A new agreement between Saudi Arabia and Russia – the world’s two top oil producers – to extend oil output cuts for a further nine months until March 2018 to rein in a global crude glut has sparked a bull-ish response to oil stocks and crude oil prices.
After closing at a record high last week, the FTSE 100 climbed further in early trade today to reach 7,460.2 points before slipping back to 7,444.99 by midday.
Big Oil shares provided most of the support: BP rose 1.5% while Dutch Shell was up 1.3%. Crude oil prices rose more than 2% to around $50-barrel.
And yet, uncertainty continues to hover over oil markets and investors about the long term impact on crude oil prices; every time the price of oil goes up, it makes existing shale wells more profitable – and encourages investment in production in new and/or mothballed shale wells which.
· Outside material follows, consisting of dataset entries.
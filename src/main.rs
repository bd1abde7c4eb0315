//! Comparison harness: builds a row-major `1..=rows*cols` matrix and runs
//! every search strategy over the same targets.

use anyhow::{Result, ensure};
use clap::{Parser, ValueEnum};
use sortmat::prelude::*;

#[derive(Parser, Debug)]
#[command(about = "Compares search strategies on a sorted matrix", long_about = None)]
struct Cli {
    /// Number of rows.
    #[arg(short, long, default_value_t = 10)]
    rows: usize,

    /// Number of columns.
    #[arg(short, long, default_value_t = 10)]
    cols: usize,

    /// Storage layout of the matrix.
    #[arg(short, long, value_enum, default_value_t = Backing::Flat)]
    backing: Backing,

    /// Values to search for.
    #[arg(default_values_t = vec![57, 271], allow_negative_numbers = true)]
    targets: Vec<Value>,
}

#[derive(ValueEnum, Clone, Copy, Debug, PartialEq, Eq)]
enum Backing {
    /// A single row-major buffer.
    Flat,
    /// One vector per row.
    Nested,
}

fn init_env_logger() {
    env_logger::Builder::from_env(env_logger::Env::default().default_filter_or("info"))
        .format_timestamp(None)
        .init();
}

fn heading(strategy: Strategy) -> &'static str {
    match strategy {
        Strategy::Linear => "Linear time search algorithm",
        Strategy::BinarySearch => "Binary Search algorithm",
        Strategy::Quadrant => "Experimental search algorithm",
    }
}

fn run<G: Grid + std::fmt::Display>(grid: &G, targets: &[Value]) {
    println!("Matrix:");
    println!("{grid}");

    for strategy in Strategy::ALL {
        println!();
        println!("{}", heading(strategy));
        for &target in targets {
            match strategy.search(grid, target) {
                Ok(SearchResult::Found { row, col }) => {
                    println!("- Found {target} at ({row}, {col})")
                }
                Ok(SearchResult::NotFound) => println!("- {target} not found"),
                Err(err) => log::error!("{strategy} search for {target}: {err}"),
            }
        }
    }
}

fn main() -> Result<()> {
    init_env_logger();
    let cli = Cli::parse();

    let cells = cli.rows.checked_mul(cli.cols);
    ensure!(
        cells.is_some_and(|n| Value::try_from(n).is_ok()),
        "A {}x{} matrix is too large",
        cli.rows,
        cli.cols
    );

    let cols = cli.cols;
    let matrix = Matrix::from_fn(cli.rows, cli.cols, |i, j| (i * cols + j + 1) as Value);
    log::info!(
        "Built a {}x{} {:?} matrix",
        cli.rows,
        cli.cols,
        cli.backing
    );

    match cli.backing {
        Backing::Flat => run(&matrix, &cli.targets),
        Backing::Nested => run(&NestedMatrix::from(matrix), &cli.targets),
    }

    Ok(())
}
But one major unknown will be the response of low-cost U.S. shale producers, which could undermine the unified effort to prop up the market.
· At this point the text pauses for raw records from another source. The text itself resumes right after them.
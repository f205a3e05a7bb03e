use anyhow::Result;
use clap::Parser;
use git_hooks::Cli;

#[tokio::main]
async fn main() -> Result<()> {
    let cli = Cli::parse();
    cli.run().await
}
The United States did not participate in the original agreement to cut supplies and producers there have ramped up output this year, buoyed by the recovery in prices from multi-year lows hit in January 2016.
In turn, this decreases the market share of the major crude oil producers (excluding the USA) and acts as a weight on oil prices, etc.
Saudi Arabia the de facto leader of OPEC, and Russia, the world’s biggest producer, together control a fifth of global supplies, but have been spurred into action as crude futures LCOc1CLc1 have languished around $50 per barrel.
Under the current agreement that started on 1 Jan 2017, OPEC and other producers including Russia pledged to cut output by almost 1.8 million barrels per day (bpd) during the first half of the year. While it was broadly expected that OPEC and Russia would agree to extend the cut, the timing and wording of the statement sent crude prices up more than 1.5 per cent in early trading.
Chris Beauchamp, chief market analyst at IG, commented: “This has helped oil prices to move higher once more, but the <OPEC> cartel appears to get diminishing returns each time it announces a reduction in output. They will need to go big on the cuts theme at their May meeting in Vienna to avoid a sense of disappointment creeping in.”
Meanwhile, Aberdeen-based oil and gas minnow Ithaca Energy – which has been taken over by Delek, the giant Israeli energy group – has further cut its N. Sea operating costs to $21-barrel in the first quarter of this year.